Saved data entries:
● ● ● ● ● ● ●

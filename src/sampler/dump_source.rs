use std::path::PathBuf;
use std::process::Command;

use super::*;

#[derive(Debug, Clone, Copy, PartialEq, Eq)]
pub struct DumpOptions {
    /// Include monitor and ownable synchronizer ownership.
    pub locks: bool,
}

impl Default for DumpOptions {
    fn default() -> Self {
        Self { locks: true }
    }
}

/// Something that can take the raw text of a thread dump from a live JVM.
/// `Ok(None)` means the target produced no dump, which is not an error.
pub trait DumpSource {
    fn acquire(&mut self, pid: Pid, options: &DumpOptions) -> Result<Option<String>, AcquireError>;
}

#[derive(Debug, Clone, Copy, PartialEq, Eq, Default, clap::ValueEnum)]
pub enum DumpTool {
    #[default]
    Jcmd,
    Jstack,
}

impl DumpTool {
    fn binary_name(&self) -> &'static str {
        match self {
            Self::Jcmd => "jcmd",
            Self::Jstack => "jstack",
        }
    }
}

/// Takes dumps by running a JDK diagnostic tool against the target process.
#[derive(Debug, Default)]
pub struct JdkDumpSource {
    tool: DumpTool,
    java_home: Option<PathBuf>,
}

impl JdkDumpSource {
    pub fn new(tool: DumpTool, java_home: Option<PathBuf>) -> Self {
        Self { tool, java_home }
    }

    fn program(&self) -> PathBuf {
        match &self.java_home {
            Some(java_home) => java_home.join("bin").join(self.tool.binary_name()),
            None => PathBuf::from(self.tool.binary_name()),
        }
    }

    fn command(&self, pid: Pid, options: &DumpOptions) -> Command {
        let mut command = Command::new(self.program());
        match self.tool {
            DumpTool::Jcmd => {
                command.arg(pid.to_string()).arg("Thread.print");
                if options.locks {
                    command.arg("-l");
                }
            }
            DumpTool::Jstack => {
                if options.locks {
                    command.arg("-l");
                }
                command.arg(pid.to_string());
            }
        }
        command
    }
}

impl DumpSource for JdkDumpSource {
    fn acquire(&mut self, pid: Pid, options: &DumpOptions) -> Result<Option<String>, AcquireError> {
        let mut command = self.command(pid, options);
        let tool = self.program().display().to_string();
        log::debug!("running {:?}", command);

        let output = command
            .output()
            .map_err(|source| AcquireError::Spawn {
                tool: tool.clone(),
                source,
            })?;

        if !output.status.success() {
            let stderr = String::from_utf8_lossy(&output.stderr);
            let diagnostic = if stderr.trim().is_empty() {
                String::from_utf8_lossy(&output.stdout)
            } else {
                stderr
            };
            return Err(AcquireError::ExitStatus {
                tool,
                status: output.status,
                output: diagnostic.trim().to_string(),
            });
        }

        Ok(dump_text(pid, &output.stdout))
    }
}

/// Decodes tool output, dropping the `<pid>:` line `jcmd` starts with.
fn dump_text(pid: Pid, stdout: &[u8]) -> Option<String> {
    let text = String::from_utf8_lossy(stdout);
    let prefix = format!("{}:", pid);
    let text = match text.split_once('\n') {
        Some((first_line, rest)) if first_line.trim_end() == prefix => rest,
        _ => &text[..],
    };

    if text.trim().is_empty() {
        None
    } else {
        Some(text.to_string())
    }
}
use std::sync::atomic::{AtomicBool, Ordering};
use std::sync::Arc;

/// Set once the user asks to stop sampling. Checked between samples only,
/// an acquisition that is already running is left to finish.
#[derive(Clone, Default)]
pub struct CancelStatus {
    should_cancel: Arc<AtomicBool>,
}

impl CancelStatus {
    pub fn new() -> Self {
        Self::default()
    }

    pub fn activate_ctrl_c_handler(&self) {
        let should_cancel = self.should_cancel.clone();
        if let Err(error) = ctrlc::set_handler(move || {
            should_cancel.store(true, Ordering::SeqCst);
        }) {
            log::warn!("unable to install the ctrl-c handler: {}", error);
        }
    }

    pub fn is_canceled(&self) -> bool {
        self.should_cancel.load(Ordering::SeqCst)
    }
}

● ● ● ● ● ● ●

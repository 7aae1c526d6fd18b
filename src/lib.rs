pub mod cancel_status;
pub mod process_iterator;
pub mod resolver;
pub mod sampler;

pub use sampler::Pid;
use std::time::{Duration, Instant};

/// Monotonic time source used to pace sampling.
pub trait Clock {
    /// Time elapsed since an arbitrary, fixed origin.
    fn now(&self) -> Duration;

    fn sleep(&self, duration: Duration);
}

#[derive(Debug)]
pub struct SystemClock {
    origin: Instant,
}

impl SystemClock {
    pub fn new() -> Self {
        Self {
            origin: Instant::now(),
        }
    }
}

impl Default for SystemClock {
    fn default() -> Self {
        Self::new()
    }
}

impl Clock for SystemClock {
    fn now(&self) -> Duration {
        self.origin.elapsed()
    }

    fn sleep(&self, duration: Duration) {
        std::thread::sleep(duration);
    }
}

● ● ● ● ● ● ●

**Task:** From the records above, repeat exactly the lines from the one with "#[derive(Clone, Default)]" through the one with "pub fn activate_ctrl_c_handler(&self)", both included.

**Reply to the task:**
#[derive(Clone, Default)]
pub struct CancelStatus {
    should_cancel: Arc<AtomicBool>,
}

impl CancelStatus {
    pub fn new() -> Self {
        Self::default()
    }

    pub fn activate_ctrl_c_handler(&self) {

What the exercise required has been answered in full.